FWRG (First Watch Restaurant Group, Inc.) trades in the Consumer Cyclical sector, specifically Restaurants, with a market capitalization of approximately $664.5M, a trailing P/E of 37.56, a beta of 1.12 versus the broader market, a 52-week range of 10.09-19.53, average daily share volume of 1.8M, a public-listing history dating back to 2021, approximately 15K full-time employees. These structural characteristics shape how FWRG stock options price implied volatility around earnings windows, capital events, and macro-driven sector rotations.

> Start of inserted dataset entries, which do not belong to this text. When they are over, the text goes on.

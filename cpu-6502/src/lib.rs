//! MOS 6502 CPU core as found in the NES 2A03.
//!
//! The 2A03 is a 6502 with the BCD circuit disconnected: the D flag can be
//! set and cleared but never affects ADC/SBC. The core executes whole
//! instructions at once against the bus and then burns the instruction's
//! cycle count down one [`clock`](emu_core::Cpu::clock) call at a time, so
//! external observers (DMA, interrupts, save states) only ever see the CPU
//! at instruction boundaries.
//!
//! # Undocumented opcodes
//!
//! The undocumented operations exercised by nestest and by commercial
//! software are implemented (LAX, SAX, DCP, ISB, SLO, SRE, RLA, RRA, ANC,
//! ALR, ARR, SBX, the NOP family, and the $EB SBC alias). Every remaining
//! opcode decodes to a two-cycle NOP; nothing halts the machine.

use emu_core::{Bus, Cpu, StateReader, StateWriter, Stateful};

mod addressing;
mod flags;
mod opcodes;

use flags::*;
pub use opcodes::{Mode, Op, Opcode, OPCODES};

/// Interrupt vectors.
const VECTOR_NMI: u16 = 0xFFFA;
const VECTOR_RESET: u16 = 0xFFFC;
const VECTOR_IRQ: u16 = 0xFFFE;

/// The 2A03's 6502 core.
pub struct Mos6502 {
    /// Accumulator
    pub(crate) a: u8,
    /// X index register
    pub(crate) x: u8,
    /// Y index register
    pub(crate) y: u8,
    /// Stack pointer (stack lives at $0100-$01FF)
    pub(crate) sp: u8,
    /// Program counter
    pub(crate) pc: u16,
    /// Status register (NV-BDIZC)
    pub(crate) p: u8,

    /// Opcode of the instruction in flight.
    opcode: u8,
    /// Latched effective address of the instruction in flight.
    addr: u16,
    /// Cycles remaining before the next instruction may start.
    cycles: u32,
    /// Total cycles executed since reset.
    total_cycles: u64,

    nmi_pending: bool,
    irq_pending: bool,
}
//! Nintendo Entertainment System (NES) emulator core.
//!
//! Cycle-accurate NTSC emulation: 2A03 CPU (via the `cpu-6502` crate),
//! dot-based 2C02 PPU, five-channel APU with DMC DMA, controllers and
//! Zapper, and save states with ROM-identity validation.
//!
//! # Supported mappers
//!
//! - Mapper 0 (NROM)
//! - Mapper 1 (MMC1)
//! - Mapper 2 (UxROM)
//! - Mapper 3 (CNROM)
//! - Mapper 4 (MMC3, scanline IRQ)
//! - Mapper 66 (GxROM)
//!
//! # ROMs
//!
//! Load iNES format (.nes) images via [`Cartridge::from_ines`].

mod apu;
mod audio;
mod bus;
pub mod capture;
mod cartridge;
pub mod controller;
mod mapper;
mod nes;
mod palette;
mod ppu;
mod state;
pub mod timing;

pub use apu::Apu;
pub use audio::{SampleQueue, AUDIO_QUEUE_CAPACITY};
pub use bus::NesBus;
pub use cartridge::{Cartridge, Mirroring, RomError, WriteOutcome};
pub use controller::{Controller, PadHandle, Zapper, ZapperHandle};
pub use mapper::{MapWrite, Mapper};
pub use nes::Nes;
pub use ppu::{Ppu, SCREEN_HEIGHT, SCREEN_WIDTH};
pub use state::StateError;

A beta of 1.12 places FWRG roughly in line with broader market moves, so the strategy payoff and realized volatility track the index-equivalent baseline. The trailing P/E of 37.56 is on the rich side, which tends to correlate with higher earnings-window IV expansion as the market debates whether forward growth supports the multiple.
What is a iron condor on FWRG?
An iron condor sells a call spread and a put spread at strikes outside spot, collecting net premium that is kept if the underlying stays inside the inner short strikes.
Current FWRG snapshot
As of May 14, 2026, spot at $10.68, ATM IV 39.30%, IV rank 6.45%, expected move 11.27%. The iron condor on FWRG below is built from the same end-of-day chain, with strikes snapped to listed contracts and premiums pulled from the bid/ask midpoint at a 35-day expiry.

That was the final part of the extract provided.